# Crossmodal Capture Data Analysis

I have pilot data for my first-year project (a multisensory attention study) and I want to create a data analysis pipleine that will allow me to import and clean my data, perform statistics, and visualize my results.  

# Data Cleaning

### Behavioral Data (PsychoPy output)
1. Import data by having it search for all the CSV files in a given folder and concatenate them into a single dataframe
2. Create a function that will calculate accuracy for each participant:

def SubjectAccuracy(df):<br>
count number of correct trials for each subject<br>
count number of incorrect trials for each subject<br>
calulate accuracy for each subject<br>
return (dataframe that shows accuracy for each subject)

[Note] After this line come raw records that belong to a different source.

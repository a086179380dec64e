//! Per-file key material.

use rand::RngCore;
use zeroize::Zeroize;

use crate::{FILE_KEY_LEN, HALF_KEY_LEN};

/// A per-file 64-byte secret, split into an AES half and an HMAC half.
/// Zeroized on drop.
///
/// A file key is generated once when a path starts being tracked and
/// only ever leaves the process wrapped to a recipient. Keys are never
/// derived from one another.
#[derive(Clone)]
pub struct FileKey {
    aes: [u8; HALF_KEY_LEN],
    hmac: [u8; HALF_KEY_LEN],
}

impl FileKey {
    /// Generate a fresh random file key.
    pub fn generate() -> Self {
        let mut bytes = [0u8; FILE_KEY_LEN];
        rand::thread_rng().fill_bytes(&mut bytes);
        let key = Self::from_bytes(&bytes);
        bytes.zeroize();
        key
    }

    pub fn from_bytes(bytes: &[u8; FILE_KEY_LEN]) -> Self {
        let mut aes = [0u8; HALF_KEY_LEN];
        let mut hmac = [0u8; HALF_KEY_LEN];
        aes.copy_from_slice(&bytes[..HALF_KEY_LEN]);
        hmac.copy_from_slice(&bytes[HALF_KEY_LEN..]);
        Self { aes, hmac }
    }

    /// Build a key from raw bytes of unchecked length (e.g. gpg output).
    /// Returns `None` unless the slice is exactly 64 bytes.
    pub fn from_slice(bytes: &[u8]) -> Option<Self> {
        let fixed: &[u8; FILE_KEY_LEN] = bytes.try_into().ok()?;
        Some(Self::from_bytes(fixed))
    }

    /// The AES-256 half (bytes 0..31 of the key).
    pub fn aes_key(&self) -> &[u8; HALF_KEY_LEN] {
        &self.aes
    }

    /// The HMAC half (bytes 32..63 of the key).
    pub fn hmac_key(&self) -> &[u8; HALF_KEY_LEN] {
        &self.hmac
    }

    /// Reassemble the full 64 bytes, e.g. for streaming to the wrapper.
    pub fn to_bytes(&self) -> [u8; FILE_KEY_LEN] {
        let mut bytes = [0u8; FILE_KEY_LEN];
        bytes[..HALF_KEY_LEN].copy_from_slice(&self.aes);
        bytes[HALF_KEY_LEN..].copy_from_slice(&self.hmac);
        bytes
    }
}

impl Drop for FileKey {
    fn drop(&mut self) {
        self.aes.zeroize();
        self.hmac.zeroize();
    }
}

impl std::fmt::Debug for FileKey {
    fn fmt(&self, f: &mut std::fmt::Formatter<'_>) -> std::fmt::Result {
        f.debug_struct("FileKey")
            .field("bytes", &"[REDACTED]")
            .finish()
    }
}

3. Rename the variables in my dataframe to be easier to interpret, remove unnecessary columns
4. Create a function that will remove outliers by participant by condition. E.g.:

def RemoveOutliers(dataframe):<br>
    for each condition, for each subject:<br>
        calculate and remove trials with reaction times that are outliers (based on and interquartile range <br>
        calculation)<br>
    return (cleaned dataframe with outlier RT trials removed)<br>
    
5. Remove incorrect trials (or create two dataframes, one with and one without incorrect trials)

### Eye-Tracking Data
1. Import data by having it search for all the CSV files in a given folder and concatenate them into a single dataframe
2. Rename columns to something more readable
3. Create a function to turn the dataframe into something more manageable. EyeLink outputs multiple rows for each trial, so I just want one summary row for each trial (e.g., first fixation, latency) to facilitate merging with the behavioral dataframe, running stats and creating figures. Something like this:

def EyeDataframeCleaner(df):<br>
make a dataframe with columns for trial, participant, total # of fixations, dwell time on each fixation, latency, interest areas visited on first, second, and third fixations<br>
return (TidyNewEyeTrackingDataframe)


### Merge Behavioral and Eye-tracking Data
Merge the two dataframes on participant and trial
Output this nice dataframe to CSV

# Data Analysis

Since I do not have a full dataset yet, I do not want to over analyze these data, but I do want to create the pipeline for analysis once I can collect the rest. The analyses that I want to conduct based on these data are:
1. For viewing purposes, look at mean reaction times, mean latency, most frequent first fixation, and mean dwell time on each fixation for each condition across subjects
    - This will require me to create a dataframe/table that lists all of these summary statistics as columns with condition labels as rows
2. Conduct a 3-way ANOVA for reaction time across 8 conditions (study is a 2x2x2 design)
3. Test the difference in proportion of first saccades to each interest area by condition
    - This will require me to create a function to calculate proportions of first saccades to each interest area by condition and test the differences between conditions. My function will look something like this:
def FirstFixProportions(dataframe):<br>
count first fixations to each interest area by condition<br>
calculate the proportion of first fixations to each interest area by condition<br>
return (dataframe of proportions of first saccades to each interest area by condition)<br>

The first step in this can be made to fit different datasets for future use, the analyses for #\s 2 and 3 may be more specific to this study

# Figures

1. Accuracy by condition
    - Categorical bar plot with % accuracy on the y-axis and condition on the x-axis
2. Proportion of first saccades made in the direction of the target or the distractor for each condition
    - Create a stacked bar plot with conditions on the x-axis, and proportion of first saccades on the y-axis, which will add up to 100%
3. Reaction time by condition
    - bar plot with reaction time (in seconds) on the y-axis and condition on the x-axis
4. Reaction time by condition for trials in which participants first fixate on the high probability target location (this is a little hard to explain without explaining the study)
    - categorical bar plot, this will require me to subset data into trials where participants look at the high probability target location on their first fixation
5. Reaction time by condition for trials in which participants first fixate on the low probability target location
    - categorical bar plot, this will require me to subset data into trials where participants look at the low probability target location on their first fixation
6. Plot reaction time by subject
    - line plot to look at variability across participants
7. Plot distributions of reaction times across conditions
    - violin plots to look for systematic variability in different conditions
8. Mean dwell time on first fixation by condition.
    - categorical bar plot
9. Mean latency by condition.
    - categorical bar plot


Because many of these plots will be categorical bar plots with condition labels on the x-axis and some time variable on the y-axis, I think it would be most efficient to create a function to make these plots that allows me to input arguments for data, y-axis variable, title, y-limit, and color palette. This would be cleaner code than reproducing very similar seaborn barplot functions that take up a lot of room. However, if this seems redundant given seaborn's capabilities, I might just create each one individually.